Most of us grew up learning that we have five senses: touch, taste, smell, sight, and hearing. However, as time goes on, we’re realizing that there is a little more to our human abilities for perception.
If we consider the definition of a “sense” to be a “group of sensory cells that responds to a specific physical phenomenon and, that corresponds to a specific region of the brain where the signals are received and “interpreted,” as most neurologists do, then some scientists would number our senses as high as 53.
Nociception (the perception of pain) and equilibrioception (the perception of balance) are two examples of senses that aren’t typically included in our traditional five.
Regardless of how many senses you believe there are, there is one that is undeniably essential to yoga practice: the awareness of the body’s positioning in space, referred to as proprioception (and sometimes, Kinesthesia).
If you close your eyes, and then touch your nose with your hand, you’ll be experiencing a very simple manifestation of proprioception in action facilitated by neurons called proprioceptors in the muscles, tendons, and joints. These neurons sense and encode information including limb velocity, movement, load, and limits.
In movement practices like yoga, it's not hard to see why proprioception is key. We’re moving between complex postures that often entail subtle adjustments while coordinating multiple simultaneous factors such as our gaze, breath, and pace. As such, it’s necessary to inherently understand and remain aware of how our bodies are positioned in space.
Imagine trying to do even a simple Sun Salutation without a sense of proprioception. It would be nearly impossible, as your gaze would most likely attempt to follow and lead every single bodily movement.
So, let’s talk a bit about how you can use the concept of proprioception to increase the bodily awareness of your students.
How to use this theme in a yoga class
Briefly explain to your students that senses are in fact far more nuanced than we typically appreciate. You may want to present the examples of other senses written above, or mention that the awareness of our own mental state that we cultivate during meditation could be considered a sense of its own. Then mention the idea of proprioception, and explain that it entails our internal awareness of our physical body in space.

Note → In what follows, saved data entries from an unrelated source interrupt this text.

//! Expansion of path-keyed mappings back into nested structures.

use crate::{
    flat::FlatMap,
    path::{is_index, split_marker},
    value::{List, Map, Value},
};

use super::errors::CodecError;

/// Expands a flat mapping into a nested structure.
///
/// Inverts [`flatten`](super::flatten) for any mapping produced by it: the
/// mapping is first reduced to its shallow roots (a list's verbatim entry
/// collapses to its element entries), then each remaining path is rebuilt
/// into a partial structure and the partials are deep-merged. Lists
/// reappear wherever a path segment carries the `[]` marker; the numeric
/// index segment fixes each element's position, missing positions are
/// padded with [`Value::Absent`] holes during the merge, and holes left
/// over at the end are dropped. Expanding `g[].1` alone therefore yields
/// `g: [v]`, while `g[].0` and `g[].1` together rebuild a two-element list
/// regardless of entry order.
///
/// If every shallow root begins with a decimal digit the root itself is a
/// list, built by pushing each value in key-iteration order. A map whose
/// keys merely look numeric is indistinguishable from a list here; such
/// structures are a documented limitation of the encoding. An empty mapping
/// expands to an empty map.
///
/// Paths are split on dots verbatim; an empty segment addresses an empty
/// map key, so `a.` rebuilds `{"a": {"": ..}}` and the empty string key
/// rebuilds `{"": ..}` at the root.
///
/// # Errors
///
/// Mappings produced by flatten never fail. A hand-built mapping returns
/// [`CodecError::MalformedPath`] when a non-numeric segment follows a
/// marker-bearing segment or an index does not fit in memory.
///
/// # Examples
///
/// ```
/// # use flatpath::{codec::expand, FlatMap, Value};
/// let mut flat = FlatMap::new();
/// flat.insert("a.b.c", 1);
/// flat.insert("a.b.d[].0", 2);
/// flat.insert("a.b.d[].1", 3);
///
/// let value = expand(&flat)?;
/// assert_eq!(value.to_json_string(), r#"{"a":{"b":{"c":1,"d":[2,3]}}}"#);
/// # Ok::<(), flatpath::Error>(())
/// ```
pub fn expand(flat: &FlatMap) -> Result<Value, CodecError> {
    let roots = flat.shallow();

    if roots.is_empty() {
        return Ok(Value::Map(Map::new()));
    }

    // Root-kind detection: an all-numeric key set means the root is a list.
    if roots
        .keys()
        .all(|key| key.starts_with(|c: char| c.is_ascii_digit()))
    {
        let mut list = List::new();
        for value in roots.values() {
            list.push(value.clone());
        }
        return Ok(Value::List(list));
    }

    let mut result = Value::Map(Map::new());
    for (path, value) in roots.iter() {
        let partial = expand_single(path, value)?;
        result.merge(&partial);
    }
    Ok(strip_holes(result))
}

/// Rebuilds the nested structure for one path-value pair.
///
/// Walks the segments right to left, wrapping the value in one container
/// per segment: a list with the value at its numeric index (absent holes
/// before it) when the segment to the left carries the marker, a
/// single-entry map (marker stripped from the key) otherwise.
fn expand_single(path: &str, value: &Value) -> Result<Value, CodecError> {
    // The empty string splits to one empty segment, the root's "" key.
    let segments: Vec<&str> = path.split('.').collect();
    let mut acc = value.clone();

    for i in (0..segments.len()).rev() {
        let parent_is_list = i > 0 && split_marker(segments[i - 1]).1;
        if parent_is_list {
            if !is_index(segments[i]) {
                return Err(CodecError::MalformedPath {
                    path: path.to_string(),
                    reason: format!(
                        "expected a numeric index after '{}', found '{}'",
                        segments[i - 1],
                        segments[i]
                    ),
                });
            }
            let (digits, _) = split_marker(segments[i]);
            let index: usize =
                digits
                    .parse()
                    .map_err(|_| CodecError::MalformedPath {
                        path: path.to_string(),
                        reason: format!("index '{digits}' is out of range"),
                    })?;
            let mut list = List::new();
            for _ in 0..index {
                list.push(Value::Absent);
            }
            list.push(acc);
            acc = Value::List(list);
        } else {
            let (name, _) = split_marker(segments[i]);
            let mut map = Map::new();
            map.insert(name, acc);
            acc = Value::Map(map);
        }
    }

    Ok(acc)
}

/// Drops the absent positional holes the merge left behind in lists.
///
/// Map entries keep absent values untouched; holes only ever arise inside
/// lists built by [`expand_single`].
fn strip_holes(value: Value) -> Value {
    match value {
        Value::List(list) => Value::List(
            list.into_iter()
                .filter(|element| !element.is_absent())
                .map(strip_holes)
                .collect(),
        ),
        Value::Map(map) => Value::Map(
            map.into_iter()
                .map(|(key, child)| (key, strip_holes(child)))
                .collect(),
        ),
        leaf => leaf,
    }
}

If you begin your class with a brief meditation, you may want to include a body scan to begin cultivating proprioception before moving. To do this, ask students to begin focusing on a small part of one of their extremities (like a toe or finger). Cue them to focus all their awareness in that part of the body. Feel the heat, the flow of blood into the area, the solidity of the muscle and tissue, the space it takes up, and lastly, it’s physical positioning. From there, progressively expand the awareness to encompass a larger and larger area (for example, move from the toe to the entire foot, then to the lower leg, then to the whole leg, or whole lower body). This can be quite a long exercise depending on your pacing so be intentional about how much time you want to take with this opening. For a quick option, you may just encourage students to bring their awareness to their entire bodies while in a brief seated meditation.

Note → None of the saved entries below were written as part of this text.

//! Flattening of nested structures into path-keyed mappings.

use crate::{flat::FlatMap, path::LIST_MARKER, value::Value};

use super::Flattened;

/// Flattens a nested structure into a path-keyed mapping.
///
/// Leaves are stored at their dot-joined path. A map contributes no entry
/// of its own, only the recursively flattened entries of its properties. A
/// list contributes *two* kinds of entries: its verbatim value at its own
/// path (final segment unmarked) and the recursively flattened entries of
/// its elements, whose paths carry the `[]` marker on the segment leading
/// into the list. A primitive subject flattens to an empty mapping, as do
/// empty containers.
///
/// A top-level list is special: it flattens to one mapping per element
/// ([`Flattened::Seq`]), kept separate rather than merged, while a list
/// nested inside a map flattens into the single mapping keyed by index
/// paths under the map's path.
///
/// Flat keys are verbatim dot-joins of the subject's own key and index
/// segments, not normalized paths. An empty map key survives as an empty
/// segment (`{"a": {"": 2}}` stores `a.`, an empty key at the root stores
/// the empty string) and [`expand`](super::expand) rebuilds it. A key that
/// itself contains a dot or ends in the `[]` marker is indistinguishable
/// from path structure once joined: `{"a.b": 1}` stores the same entry as
/// a nested `b` under `a`, and expand reinterprets it as the nested form.
/// Such keys are outside the encoding's domain, like the numeric-string
/// map keys documented on `expand`.
///
/// # Examples
///
/// ```
/// # use flatpath::{codec::flatten, Value};
/// let subject = Value::from_json_str(r#"{"a": {"b": {"c": 1, "d": [2, 3]}}}"#)?;
/// let flat = flatten(&subject).into_map().unwrap();
///
/// let paths: Vec<&String> = flat.keys().collect();
/// assert_eq!(paths, ["a.b.c", "a.b.d", "a.b.d[].0", "a.b.d[].1"]);
/// assert_eq!(flat.get("a.b.c"), Some(&Value::Int(1)));
/// assert_eq!(flat.get("a.b.d[].1"), Some(&Value::Int(3)));
/// # Ok::<(), flatpath::Error>(())
/// ```
pub fn flatten(subject: &Value) -> Flattened {
    match subject {
        Value::List(list) => Flattened::Seq(list.iter().map(flatten_single).collect()),
        _ => Flattened::Map(flatten_single(subject)),
    }
}

/// Flattens one subject into a single mapping.
///
/// Used for map subjects, for each element of a top-level list, and by the
/// projection operations that need direct mapping access.
pub(crate) fn flatten_single(subject: &Value) -> FlatMap {
    let mut out = FlatMap::new();
    flatten_into(subject, None, &mut out);
    out
}

/// Joins a child segment onto a prefix verbatim. `None` is the root; the
/// join never normalizes, so empty segments and whatever characters the
/// subject's keys carry pass through untouched.
fn join(prefix: Option<&str>, segment: &str) -> String {
    match prefix {
        None => segment.to_string(),
        Some(prefix) => format!("{prefix}.{segment}"),
    }
}

/// Records `value`'s children under `prefix`, depth-first, so each
/// container's entries precede its descendants' entries.
fn flatten_into(value: &Value, prefix: Option<&str>, out: &mut FlatMap) {
    match value {
        Value::Map(map) => {
            for (key, child) in map.iter() {
                record_child(key, child, prefix, out);
            }
        }
        Value::List(list) => {
            for (index, child) in list.iter().enumerate() {
                record_child(&index.to_string(), child, prefix, out);
            }
        }
        _ => {}
    }
}

fn record_child(segment: &str, child: &Value, prefix: Option<&str>, out: &mut FlatMap) {
    let stored = join(prefix, segment);
    match child {
        Value::Map(_) => {
            flatten_into(child, Some(&stored), out);
        }
        Value::List(_) => {
            // The list's own path stays unmarked; the marker decorates the
            // edge into the list, so only element paths carry it.
            out.insert(stored, child.clone());
            let marked = join(prefix, &format!("{segment}{LIST_MARKER}"));
            flatten_into(child, Some(&marked), out);
        }
        leaf => {
            out.insert(stored, leaf.clone());
        }
    }
}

As you progress through class, encourage students to bring their awareness to different parts of the body while in different poses. For example, in Downward Facing Dog, you may ask them to bring their awareness to the hands and arms, then to the upper back, then to the torso. By encouraging students to only focus on one area of the body at a time, they will build their ability to inherently sense their bodily positioning.

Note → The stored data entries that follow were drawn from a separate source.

//! Tests for the flatten/expand codec and the dot-path encoding.

use flatpath::{
    FlatMap, Value,
    codec::{Flattened, expand, flatten},
};
use proptest::prelude::*;

use crate::helpers::{arb_map_subject, assert_json, flat_map, json};

// The exact key strings are the crate's one interop contract.
#[test]
fn test_flatten_concrete_path_strings() {
    let subject = json(r#"{"a": {"b": {"c": 1, "d": [2, 3]}}}"#);
    let flat = flatten(&subject).into_map().unwrap();

    let paths: Vec<&String> = flat.keys().collect();
    assert_eq!(paths, ["a.b.c", "a.b.d", "a.b.d[].0", "a.b.d[].1"]);

    assert_eq!(flat.get("a.b.c"), Some(&Value::Int(1)));
    assert_eq!(flat.get("a.b.d"), Some(&json("[2, 3]")));
    assert_eq!(flat.get("a.b.d[].0"), Some(&Value::Int(2)));
    assert_eq!(flat.get("a.b.d[].1"), Some(&Value::Int(3)));
}

#[test]
fn test_flatten_primitive_yields_empty_mapping() {
    assert!(flatten(&Value::Int(5)).into_map().unwrap().is_empty());
    assert!(flatten(&Value::Null).into_map().unwrap().is_empty());
    assert!(
        flatten(&Value::Text("x".into()))
            .into_map()
            .unwrap()
            .is_empty()
    );
}

#[test]
fn test_round_trip_mixed_structures() {
    let fixtures = [
        r#"{"a": {"b": {"c": 1, "d": [2, 3]}}}"#,
        r#"{"a": [{"b": 1, "c": 2}]}"#,
        r#"{"a": [[1, 2], [3]]}"#,
        r#"{"a": []}"#,
        r#"{"a": [[]]}"#,
        r#"{"a": [[], 1]}"#,
        r#"{"x": null, "y": true, "z": "s"}"#,
        r#"{"mixed": [1, {"deep": [true, null]}, "tail"]}"#,
        r#"{}"#,
    ];
    for fixture in fixtures {
        let subject = json(fixture);
        let rebuilt = flatten(&subject).expand().unwrap();
        assert_eq!(rebuilt, subject, "round trip failed for {fixture}");
    }
}

#[test]
fn test_top_level_list_flattens_per_element() {
    let subject = json(r#"[{"a": 1}, {"b": {"c": 2}}]"#);

    let flat = flatten(&subject);
    let seq = flat.as_seq().unwrap();
    assert_eq!(seq.len(), 2);
    assert_eq!(seq[0].get("a"), Some(&Value::Int(1)));
    assert_eq!(seq[1].get("b.c"), Some(&Value::Int(2)));

    assert_eq!(flat.expand().unwrap(), subject);
}

#[test]
fn test_flattened_paths_dedup_across_seq() {
    let subject = json(r#"[{"a": 1}, {"a": 2, "b": 3}]"#);
    assert_eq!(flatten(&subject).paths(), ["a", "b"]);
}

#[test]
fn test_expand_root_list_detection() {
    let flat = flat_map(&[("0", Value::Text("x".into())), ("1", Value::Text("y".into()))]);
    assert_json(&expand(&flat).unwrap(), r#"["x","y"]"#);
}

#[test]
fn test_expand_empty_mapping_is_empty_map() {
    assert_json(&expand(&FlatMap::new()).unwrap(), "{}");
}

#[test]
fn test_expand_collapses_verbatim_list_entry() {
    // A list's verbatim entry is redundant next to its element entries and
    // must not double anything up.
    let flat = flat_map(&[
        ("g", json("[7, 8]")),
        ("g[].0", Value::Int(7)),
        ("g[].1", Value::Int(8)),
    ]);
    assert_json(&expand(&flat).unwrap(), r#"{"g":[7,8]}"#);
}

#[test]
fn test_expand_sparse_indices_compact() {
    let flat = flat_map(&[("g[].1", Value::Int(8))]);
    assert_json(&expand(&flat).unwrap(), r#"{"g":[8]}"#);
}

#[test]
fn test_expand_malformed_marker_is_an_error() {
    let flat = flat_map(&[("a[].b", Value::Int(1))]);
    let err = expand(&flat).unwrap_err();
    assert!(err.is_malformed_path());
    assert_eq!(err.path(), Some("a[].b"));

    let crate_err: flatpath::Error = err.into();
    assert!(crate_err.is_malformed_path());
    assert_eq!(crate_err.module(), "codec");
}

// Flat keys are verbatim joins, so an empty map key survives as an empty
// path segment instead of vanishing under normalization.
#[test]
fn test_round_trip_empty_map_keys() {
    let subject = json(r#"{"a": {"x": 1, "": 2}}"#);
    let flat = flatten(&subject).into_map().unwrap();
    let paths: Vec<&String> = flat.keys().collect();
    assert_eq!(paths, ["a.x", "a."]);
    assert_eq!(expand(&flat).unwrap(), subject);

    for fixture in [r#"{"": 2}"#, r#"{"": {"b": 1}}"#, r#"{"": [7, 8]}"#] {
        let subject = json(fixture);
        let rebuilt = flatten(&subject).expand().unwrap();
        assert_eq!(rebuilt, subject, "round trip failed for {fixture}");
    }
}

// A key containing a dot is outside the encoding's domain: it joins into
// the same flat entry a nested structure would produce, and expand rebuilds
// the nested form.
#[test]
fn test_dot_in_key_conflates_with_nested_path() {
    let subject = json(r#"{"a.b": 1}"#);
    let flat = flatten(&subject).into_map().unwrap();
    assert_eq!(flat.get("a.b"), Some(&Value::Int(1)));
    assert_json(&expand(&flat).unwrap(), r#"{"a":{"b":1}}"#);
}

#[test]
fn test_flattened_accessors() {
    let map_result = flatten(&json(r#"{"a": 1}"#));
    assert!(map_result.as_map().is_some());
    assert!(map_result.as_seq().is_none());

    let seq_result = flatten(&json(r#"[{"a": 1}]"#));
    assert!(seq_result.as_map().is_none());
    assert!(matches!(seq_result, Flattened::Seq(_)));
}

proptest! {
    #[test]
    fn prop_flatten_expand_round_trip(subject in arb_map_subject()) {
        let flat = flatten(&subject).into_map().unwrap();
        prop_assert_eq!(expand(&flat).unwrap(), subject);
    }

    #[test]
    fn prop_shallow_is_idempotent(subject in arb_map_subject()) {
        let flat = flatten(&subject).into_map().unwrap();
        let roots = flat.shallow();
        prop_assert_eq!(roots.shallow(), roots);
    }
}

Then, have students hold a relatively simple posture such as Warrior II, and ask them to close their eyes. Cue them to imagine they can see a third person perspective of their own body from every angle. What do they look like from the front? What about the sides? Or from behind? This brief visualization exercise can help students further tap into their internal awareness.
Lastly, try to add a balancing sequence into your flow. Balancing requires you to remain aware and adaptive in regards to your body’s positioning to avoid toppling over. Plus, if you mentioned equilibrioception, you can bring that idea back and mention that you’re also building your ability to sense how you are balanced.
At the end of class:
As you wind the class down, you may want to ask students to reflect on their experience. Did they discover anything about how they moved that they hadn’t been aware of before? Did they learn anything new about their bodies? Did they feel stronger or more solid in any postures? Did they feel as though they had an improved ability to balance?
End with the notion that simple awareness can do a lot to improve our performance. Proprioception is a sense that we all inherently have. But just like a fine food critique who has honed their sense of taste, fine movers are able to hone their sense of bodily awareness to enable them to move in some truly amazing ways.